The Weird Concept of Branchless Programming

I enjoyed reading the article, but I'm pretty thrown by the benchmarks and conclusion. All of the times are reported to a single digit of precision, but then the summary is claiming that one function shows an improvement while the other two are described as negligible. When all the numbers presented are "~5ms" or "~6ms", it doesn't leave me confident that small changes to the benchmarking might have substantially changed that conclusion.

Yeah. When your timing results are a single digit multiple of your timing precision, that is a good indication you either need a longer test, or a more precise clock.

At a 5ms baseline with millisecond precision, the smallest improvement you can measure is 20%. And you cannot distinguish a 20% speedup with a 20% slowdown that happened to get luck with clock ticks.

For what it is worth, I ran the provided test code on my machine with a 100x increase in iterations and got the following:

  == Benchmarking ABS ==
  ABS (branch):     0.260 sec
  ABS (branchless): 0.264 sec

  == Benchmarking CLAMP ==
  CLAMP (branch):     0.332 sec 
  CLAMP (branchless): 0.538 sec

  == Benchmarking PARTITION ==
  PARTITION (branch):     0.043 sec
  PARTITION (branchless): 0.091 sec

Which is not exactly encouraging (gcc 13.3.0, -ffast-math -march=native.
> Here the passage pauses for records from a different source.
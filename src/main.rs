//! inkwell - A static blog generator with an ordered transform chain.

mod build;
mod cli;
mod config;
mod helpers;
mod pipeline;
mod plugins;
mod source;
mod utils;
mod writer;

use build::build_site;
use clap::Parser;
use cli::Cli;
use config::SiteConfig;
use std::{path::Path, process::ExitCode};

fn main() -> ExitCode {
    let cli = Cli::parse();

    let result = SiteConfig::load(Path::new("./"), &cli).and_then(|config| build_site(&config));
    match result {
        Ok(written) => {
            log!("build"; "done: {written} files written");
            ExitCode::SUCCESS
        }
        Err(err) => {
            log!("error"; "{err:#}");
            ExitCode::FAILURE
        }
    }
}
//! Site building orchestration.
//!
//! # Architecture
//!
//! ```text
//! build_site()
//!     │
//!     ├── load_source()      source/ ──► FileMap
//!     │
//!     ├── standard_chain()   transforms in order, first failure aborts
//!     │
//!     └── write_output()     FileMap + side outputs ──► build/
//! ```
//!
//! Nothing is written unless every transform succeeds.

use crate::{
    config::SiteConfig,
    pipeline::{BuildContext, Chain},
    plugins::{
        author::Author, collections::Collections, defaults::Defaults, disqus::Disqus,
        drafts::Drafts, excerpts::Excerpts, layouts::Layouts, markdown::Markdown,
        pagination::Pagination, permalinks::Permalinks, sitemap::SitemapPlugin,
        twitter_card::TwitterCard, updated::Updated,
    },
    source::load_source,
    writer::write_output,
};
use anyhow::{Context, Result};

/// The blog's transform chain, configured from `config`.
///
/// Optional stages (`updated`, `disqus`, `twitter_card`, `sitemap`) are left
/// out when disabled.
pub fn standard_chain(config: &SiteConfig) -> Result<Chain> {
    let site = &config.site;
    let mut chain = Chain::new();

    if config.updated.enable {
        chain = chain.with(Updated::new(&config.updated, config.build.destination.clone()));
    }

    chain = chain
        .with(Defaults::new(&config.defaults)?)
        .with(Drafts)
        .with(Collections::new(&config.collections)?)
        .with(Author::new(&config.author, &site.siteurl))
        .with(Pagination::new(&config.pagination)?)
        .with(Markdown::new(&config.markdown, &config.highlight, &site.siteurl))
        .with(Permalinks::new(&config.permalinks)?)
        .with(Excerpts::new()?)
        .with(Layouts::new(&config.layouts)?);

    if config.disqus.enable {
        chain = chain.with(Disqus::new(&config.disqus, &site.siteurl));
    }
    if config.twitter.enable {
        chain = chain.with(TwitterCard::new(&config.twitter, &site.siteurl, &site.siteogimg));
    }
    if config.sitemap.enable {
        chain = chain.with(SitemapPlugin::new(config));
    }

    Ok(chain)
}

/// Build the site, returning the number of files written.
pub fn build_site(config: &SiteConfig) -> Result<usize> {
    let files = load_source(&config.build.source)?;
    let chain = standard_chain(config).context("failed to set up the build")?;

    let mut ctx = BuildContext::new(files, config.site.clone());
    chain.run(&mut ctx)?;

    Ok(write_output(&ctx, config)?)
}
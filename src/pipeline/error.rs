//! Build error types.

use std::path::PathBuf;
use thiserror::Error;

/// Errors that abort a build run.
///
/// Every variant is fatal; the caller re-runs the whole pipeline after
/// fixing the input.
#[derive(Debug, Error)]
pub enum BuildError {
    #[error("Configuration error: {0}")]
    Config(String),

    #[error("IO error at `{path}`")]
    Io {
        path: PathBuf,
        #[source]
        source: std::io::Error,
    },

    #[error("Transform `{name}` failed")]
    Transform {
        name: &'static str,
        #[source]
        source: anyhow::Error,
    },
}

impl BuildError {
    pub fn io(path: impl Into<PathBuf>, source: std::io::Error) -> Self {
        Self::Io {
            path: path.into(),
            source,
        }
    }

    pub fn config(message: impl Into<String>) -> Self {
        Self::Config(message.into())
    }
}
impl SiteConfig {
    /// Load configuration from TOML string
    #[allow(clippy::should_implement_trait)]
    pub fn from_str(content: &str) -> Result<Self> {
        let table: toml::Table = toml::from_str(content).map_err(ConfigError::Toml)?;
        let mut config: SiteConfig = toml::from_str(content).map_err(ConfigError::Toml)?;
        if !table.contains_key("pagination") {
            config.drop_orphan_pagination();
        }
        Ok(config)
    }

    /// Drop defaulted pagination entries whose collection is not configured
    fn drop_orphan_pagination(&mut self) {
        let collections = &self.collections;
        self.pagination.retain(|key, _| {
            key.strip_prefix("collections.")
                .is_some_and(|name| collections.contains_key(name))
        });
    }

    /// Load configuration from file path
    pub fn from_path(path: &Path) -> Result<Self> {
        let content =
            fs::read_to_string(path).map_err(|err| ConfigError::Io(path.to_path_buf(), err))?;
        Self::from_str(&content)
    }

    /// Load `site.toml` from `root` if present, apply CLI overrides and validate.
    pub fn load(root: &Path, cli: &Cli) -> Result<Self> {
        let config_path = root.join(CONFIG_FILE);
        let mut config = if config_path.exists() {
            Self::from_path(&config_path)?
        } else {
            Self::default()
        };
        config.update_with_root(root);
        config.update_with_cli(cli);
        config.validate()?;
        Ok(config)
    }

    /// Update configuration with CLI arguments
    pub fn update_with_cli(&mut self, cli: &Cli) {
        Self::update_option(&mut self.site.siteurl, cli.url.as_ref());
    }

    /// Hostname the sitemap resolves against
    pub fn sitemap_hostname(&self) -> &str {
        self.sitemap.hostname.as_deref().unwrap_or(&self.site.siteurl)
    }

    /// Update config option if CLI value is provided
    fn update_option<T: Clone>(config_option: &mut T, cli_option: Option<&T>) {
        if let Some(option) = cli_option {
            *config_option = option.clone();
        }
    }

    /// Make directory paths relative to `root`
    fn update_with_root(&mut self, root: &Path) {
        self.build.source = root.join(&self.build.source);
        self.build.destination = root.join(&self.build.destination);
        self.layouts.directory = root.join(&self.layouts.directory);
        self.layouts.partials = root.join(&self.layouts.partials);
    }

    /// Validate configuration before the build starts
    pub fn validate(&self) -> Result<()> {
        Self::check_url("[site.siteurl]", &self.site.siteurl)?;
        if let Some(hostname) = &self.sitemap.hostname {
            Self::check_url("[sitemap.hostname]", hostname)?;
        }

        for rule in &self.defaults {
            Self::check_glob("[defaults.pattern]", &rule.pattern)?;
        }
        for (name, collection) in &self.collections {
            Self::check_glob(&format!("[collections.{name}.pattern]"), &collection.pattern)?;
        }

        for (key, pagination) in &self.pagination {
            if pagination.per_page <= 0 {
                bail!(ConfigError::Validation(format!(
                    "[pagination.\"{key}\".perPage] must be positive, got {}",
                    pagination.per_page
                )));
            }
            if !pagination.path.contains(":num") {
                bail!(ConfigError::Validation(format!(
                    "[pagination.\"{key}\".path] must contain `:num`"
                )));
            }
        }

        Ok(())
    }

    fn check_url(field: &str, value: &str) -> Result<()> {
        match url::Url::parse(value) {
            Ok(url) if matches!(url.scheme(), "http" | "https") => Ok(()),
            _ => bail!(ConfigError::Validation(format!(
                "{field} must be an absolute http:// or https:// url, got `{value}`"
            ))),
        }
    }

    fn check_glob(field: &str, pattern: &str) -> Result<()> {
        glob::Pattern::new(pattern).map_err(|err| {
            ConfigError::Validation(format!("{field} `{pattern}` is not a valid glob: {err}"))
        })?;
        Ok(())
    }
}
I did not use the -fomit-this-entire-function flag, which my compiler does not understand).

I had to drop down to O0 to see branchless be faster in any case:

  == Benchmarking ABS ==
  ABS (branch):     0.743 sec
  ABS (branchless): 0.948 sec

  == Benchmarking CLAMP ==
  CLAMP (branch):     4.275 sec
  CLAMP (branchless): 1.429 sec

  == Benchmarking PARTITION ==
  PARTITION (branch):     0.156 sec
  PARTITION (branchless): 0.164 sec